John Lord

Personal information
- Full name: John Carr Lord
- Born: 29 April 1844 Hobart, Van Diemen's Land
- Died: 25 May 1911 (aged 67) Antill Ponds, Tasmania, Australia
- Batting: Right-handed

Domestic team information
- 1864: Hampshire
- 1873: Tasmania

Career statistics
| Competition | First-class |
| Matches | 2 |
| Runs scored | 29 |
| Batting average | 9.66 |
| 100s/50s | –/– |
| Top score | 11 |
| Catches/stumpings | 1/– |
- Source: Cricinfo, 11 January 2010

= John Lord (cricketer) =

Australian cricketer

John Carr Lord (29 April 1844 – 25 May 1911) was an Australian first-class cricketer and racehorse breeder.

The son of James Lord, he was born at Hobart in April 1844. He was educated in England at Portsmouth. As a 19 year old, he played in Hampshire's inaugural first-class match against Sussex at Southampton in 1864. In what was a 10 wicket defeat for Hampshire, Lord opened the batting in Hampshire's first innings and was dismissed by for 11 runs by James Lillywhite, while in their second innings he batted at number 10 and was unbeaten on 4. Soon after he returned to Australia, later playing in a first-class match for Tasmania against Victoria at Launceston in 1873. Batting twice in the match, he was dismissed in the Tasmanian first innings for 11 runs by Daniel Wilkie, while in their second innings he was dismissed for 3 runs by Charles Allee.

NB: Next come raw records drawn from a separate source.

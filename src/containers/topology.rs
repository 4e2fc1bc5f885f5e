//! Broker topology over the management HTTP API
//!
//! Declarations are idempotent PUT/POST calls, so re-declaring after a
//! restart converges to the same exchanges, queues and bindings.

use crate::cancel::{run_cancellable, sleep_cancellable, CancellationToken};
use crate::config::TopologyConfig;
use crate::error::{HarnessError, Result};
use serde::{Deserialize, Serialize};
use serde_json::{json, Value};
use std::collections::BTreeMap;
use std::time::Duration;

/// Exchange as declared or observed
#[derive(Debug, Clone, PartialEq, Eq, PartialOrd, Ord, Serialize, Deserialize)]
pub struct ExchangeState {
    pub name: String,
    #[serde(rename = "type")]
    pub kind: String,
    pub durable: bool,
}

/// Queue as declared or observed
#[derive(Debug, Clone, PartialEq, Eq, Serialize, Deserialize)]
pub struct QueueState {
    pub name: String,
    pub durable: bool,
    #[serde(default)]
    pub arguments: BTreeMap<String, Value>,
}

/// Exchange-to-queue binding
#[derive(Debug, Clone, PartialEq, Eq, PartialOrd, Ord, Serialize, Deserialize)]
pub struct BindingState {
    pub source: String,
    pub destination: String,
    pub routing_key: String,
}

/// Observable broker topology, normalized for comparison
#[derive(Debug, Clone, Default, PartialEq, Eq, Serialize, Deserialize)]
pub struct TopologySnapshot {
    pub exchanges: Vec<ExchangeState>,
    pub queues: Vec<QueueState>,
    pub bindings: Vec<BindingState>,
}

impl TopologySnapshot {
    fn normalize(mut self) -> Self {
        self.exchanges.sort();
        self.queues.sort_by(|a, b| a.name.cmp(&b.name));
        self.bindings.sort();
        self.bindings.dedup();
        self
    }
}

/// Exchanges, queues and bindings the report service expects
#[derive(Debug, Clone, PartialEq, Eq)]
pub struct TopologyDeclaration {
    pub exchanges: Vec<ExchangeState>,
    pub queues: Vec<QueueState>,
    pub bindings: Vec<BindingState>,
}

impl TopologyDeclaration {
    /// Primary exchange and queue, dead-letter exchange and bounded DLQ
    pub fn from_config(config: &TopologyConfig) -> Self {
        let exchanges = vec![
            ExchangeState {
                name: config.exchange.clone(),
                kind: "direct".to_string(),
                durable: true,
            },
            ExchangeState {
                name: config.dead_letter_exchange.clone(),
                kind: "direct".to_string(),
                durable: true,
            },
        ];

        let mut primary_args = BTreeMap::new();
        primary_args.insert(
            "x-dead-letter-exchange".to_string(),
            json!(config.dead_letter_exchange),
        );
        primary_args.insert(
            "x-dead-letter-routing-key".to_string(),
            json!(config.dead_letter_routing_key),
        );

        let mut dlq_args = BTreeMap::new();
        dlq_args.insert("x-message-ttl".to_string(), json!(config.dlq_message_ttl_ms));
        dlq_args.insert("x-max-length".to_string(), json!(config.dlq_max_length));

        let queues = vec![
            QueueState {
                name: config.queue.clone(),
                durable: true,
                arguments: primary_args,
            },
            QueueState {
                name: config.dead_letter_queue.clone(),
                durable: true,
                arguments: dlq_args,
            },
        ];

        let bindings = vec![
            BindingState {
                source: config.exchange.clone(),
                destination: config.queue.clone(),
                routing_key: config.routing_key.clone(),
            },
            BindingState {
                source: config.dead_letter_exchange.clone(),
                destination: config.dead_letter_queue.clone(),
                routing_key: config.dead_letter_routing_key.clone(),
            },
        ];

        Self {
            exchanges,
            queues,
            bindings,
        }
    }

    /// What a freshly declared broker should report
    pub fn expected_snapshot(&self) -> TopologySnapshot {
        TopologySnapshot {
            exchanges: self.exchanges.clone(),
            queues: self.queues.clone(),
            bindings: self.bindings.clone(),
        }
        .normalize()
    }
}

/// Client for the broker's management API
#[derive(Debug, Clone)]
pub struct ManagementClient {
    base_url: String,
    vhost: String,
    username: String,
    password: String,
    client: reqwest::Client,
}

impl ManagementClient {
    pub fn new(address: &str, vhost: &str, username: &str, password: &str) -> Result<Self> {
        let client = reqwest::Client::builder()
            .timeout(Duration::from_secs(10))
            .build()?;

        Ok(Self {
            base_url: format!("http://{}/api", address),
            vhost: encode_segment(vhost),
            username: username.to_string(),
            password: password.to_string(),
            client,
        })
    }

    fn url(&self, parts: &[&str]) -> String {
        let encoded: Vec<String> = parts.iter().map(|p| encode_segment(p)).collect();
        format!("{}/{}", self.base_url, encoded.join("/"))
    }

    async fn send(&self, request: reqwest::RequestBuilder, what: &str) -> Result<reqwest::Response> {
        let response = request
            .basic_auth(&self.username, Some(&self.password))
            .send()
            .await?;

        if !response.status().is_success() {
            let status = response.status().as_u16();
            let body = response.text().await.unwrap_or_default();
            return Err(HarnessError::InfrastructureUnavailable(format!(
                "Broker management {} failed ({}): {}",
                what, status, body
            )));
        }
        Ok(response)
    }

    pub async fn declare_exchange(&self, exchange: &ExchangeState) -> Result<()> {
        let url = format!("{}/exchanges/{}/{}", self.base_url, self.vhost, encode_segment(&exchange.name));
        let body = json!({
            "type": exchange.kind,
            "durable": exchange.durable,
            "auto_delete": false,
            "internal": false,
            "arguments": {},
        });
        self.send(self.client.put(&url).json(&body), "declare exchange")
            .await?;
        Ok(())
    }

    pub async fn declare_queue(&self, queue: &QueueState) -> Result<()> {
        let url = format!("{}/queues/{}/{}", self.base_url, self.vhost, encode_segment(&queue.name));
        let body = json!({
            "durable": queue.durable,
            "auto_delete": false,
            "arguments": queue.arguments,
        });
        self.send(self.client.put(&url).json(&body), "declare queue")
            .await?;
        Ok(())
    }

    pub async fn bind(&self, binding: &BindingState) -> Result<()> {
        let url = format!(
            "{}/bindings/{}/e/{}/q/{}",
            self.base_url,
            self.vhost,
            encode_segment(&binding.source),
            encode_segment(&binding.destination)
        );
        let body = json!({ "routing_key": binding.routing_key, "arguments": {} });
        self.send(self.client.post(&url).json(&body), "bind").await?;
        Ok(())
    }

    /// Declare everything once
    pub async fn declare(&self, declaration: &TopologyDeclaration) -> Result<()> {
        for exchange in &declaration.exchanges {
            self.declare_exchange(exchange).await?;
        }
        for queue in &declaration.queues {
            self.declare_queue(queue).await?;
        }
        for binding in &declaration.bindings {
            self.bind(binding).await?;
        }
        Ok(())
    }

    /// Declare with a fixed backoff; the broker takes TCP connections
    /// before its management plugin is serving.
    pub async fn declare_with_retry(
        &self,
        declaration: &TopologyDeclaration,
        attempts: u32,
        backoff: Duration,
        cancel: &CancellationToken,
    ) -> Result<()> {
        let mut last_error = None;
        for attempt in 1..=attempts {
            match run_cancellable(cancel, self.declare(declaration)).await {
                Ok(()) => {
                    tracing::debug!(attempt, "broker topology declared");
                    return Ok(());
                }
                Err(HarnessError::Cancelled) => return Err(HarnessError::Cancelled),
                Err(e) => {
                    tracing::warn!(attempt, attempts, error = %e, "topology declaration failed");
                    last_error = Some(e);
                }
            }
            if attempt < attempts {
                sleep_cancellable(cancel, backoff).await?;
            }
        }
        Err(HarnessError::InfrastructureUnavailable(format!(
            "Topology not declared after {} attempts: {}",
            attempts,
            last_error.map(|e| e.to_string()).unwrap_or_default()
        )))
    }

    /// Drop every ready message from `queue`
    pub async fn purge_queue(&self, queue: &str) -> Result<()> {
        let url = format!("{}/queues/{}/{}/contents", self.base_url, self.vhost, encode_segment(queue));
        self.send(self.client.delete(&url), "purge").await?;
        Ok(())
    }

    /// Messages currently in `queue`
    pub async fn queue_depth(&self, queue: &str) -> Result<u64> {
        let url = format!("{}/queues/{}/{}", self.base_url, self.vhost, encode_segment(queue));
        let response = self.send(self.client.get(&url), "inspect queue").await?;
        let value: Value = response.json().await?;
        Ok(value.get("messages").and_then(Value::as_u64).unwrap_or(0))
    }

    /// Read back the parts of the topology named by `declaration`
    pub async fn inspect(&self, declaration: &TopologyDeclaration) -> Result<TopologySnapshot> {
        let mut snapshot = TopologySnapshot::default();

        for exchange in &declaration.exchanges {
            let url = format!("{}/exchanges/{}/{}", self.base_url, self.vhost, encode_segment(&exchange.name));
            let response = self.send(self.client.get(&url), "inspect exchange").await?;
            snapshot.exchanges.push(response.json().await?);
        }

        for queue in &declaration.queues {
            let url = format!("{}/queues/{}/{}", self.base_url, self.vhost, encode_segment(&queue.name));
            let response = self.send(self.client.get(&url), "inspect queue").await?;
            snapshot.queues.push(response.json().await?);
        }

        for binding in &declaration.bindings {
            let url = format!(
                "{}/bindings/{}/e/{}/q/{}",
                self.base_url,
                self.vhost,
                encode_segment(&binding.source),
                encode_segment(&binding.destination)
            );
            let response = self.send(self.client.get(&url), "inspect bindings").await?;
            let observed: Vec<BindingState> = response.json().await?;
            snapshot.bindings.extend(observed);
        }

        Ok(snapshot.normalize())
    }
}

fn encode_segment(segment: &str) -> String {
    url::form_urlencoded::byte_serialize(segment.as_bytes()).collect()
}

In addition to being a well known cricketer, Lord was also a prominent figure in horse racing and horse breeding. He was secretary of the Midland Jockey Club and was an official with the Campbell Town Racing Club. He was present at the opening of the Southern Tasmanian Cricket Association Ground in 1882, playing in the first match to be played there between a Tasmanian XI and Melbourne Cricket Club. In later life he was a keen hunter and was master of the Midland hounds. Lord was a figure in Tasmanian municipal affairs, being a warden for Oatlands. He died at Antill Ponds in the Midlands region of Tasmania in May 1911, having suffered for sometime with heart problems brought about by a horse ride into Oatlands on a hot day. He was married, with one son and six daughters.